An anonymous reader writes Now the NSA isn't the only one who can hack your USB firmware: "In a talk at the Derbycon hacker conference in Louisville, Kentucky last week, researchers Adam Caudill and Brandon Wilson showed that they've reverse engineered the same USB firmware as Nohl's SR Labs, reproducing some of Nohl's BadUSB tricks. And unlike Nohl, the hacker pair has also published the code for those attacks on Github, raising the stakes for USB makers to either fix the problem or leave hundreds of millions of users vulnerable." Personally, I always thought it was insane that USB drives don't come with physical write-protect switches to keep them from being infected by malware. (More on BadUSB here.)

4 of 97 comments (clear)

  1. Signed Firmware by Microlith · · Score: 4, Insightful

    A write-protect switch won't help you here, Timothy.

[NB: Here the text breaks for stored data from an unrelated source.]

/// quick start - minimal example to get started
use mortgage_engine_rs::{LoanInput, Money, MortgageEngine, Rate};
use rust_decimal_macros::dec;

fn main() -> Result<(), Box<dyn std::error::Error>> {
    // $300k home, 20% down, 4.5% over 30 years
    let input = LoanInput::builder()
        .home_price(Money::from_major(300_000))
        .down_payment_percent(dec!(20))
        .annual_rate(Rate::from_percent(dec!(4.5)))
        .term_years(30)
        .monthly_extra_fees(Money::from_major(100))
        .build()?;

    let result = MortgageEngine::default().calculate(&input)?;

    println!("monthly payment: {}", result.monthly_payment.round_dp(2));
    println!("total cost:      {}", result.total_cost.round_dp(2));
    println!("principal:       {}", result.total_principal.round_dp(2));
    println!("interest:        {}", result.total_interest.round_dp(2));

    Ok(())
}
/// serializing results for a downstream presentation layer
use mortgage_engine_rs::{LoanInput, Money, MortgageEngine, MortgageResult, Rate};
use rust_decimal_macros::dec;

fn main() -> Result<(), Box<dyn std::error::Error>> {
    let input = LoanInput::builder()
        .home_price(Money::from_major(300_000))
        .square_footage(dec!(2000))
        .down_payment_percent(dec!(20))
        .annual_rate(Rate::from_percent(dec!(4.5)))
        .term_years(30)
        .monthly_extra_fees(Money::from_major(100))
        .build()?;

    let result = MortgageEngine::default().calculate(&input)?;

    let json = serde_json::to_string_pretty(&result)?;
    println!("{json}");

    let restored: MortgageResult = serde_json::from_str(&json)?;
    assert_eq!(restored, result);

    Ok(())
}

They're going and reflashing the microcontroller, which means vendors will probably just burn a public key into the microcontroller and refuse to boot if the image signature doesn't match. They'll still have the firmware update capability they'll never use, but won't have to worry about attacks like this - short of someone stealing their private key.

    1. Re:Signed Firmware by Anonymous Coward · · Score: 4, Insightful

      Firmware signing will help that vector but that's only one type of threat.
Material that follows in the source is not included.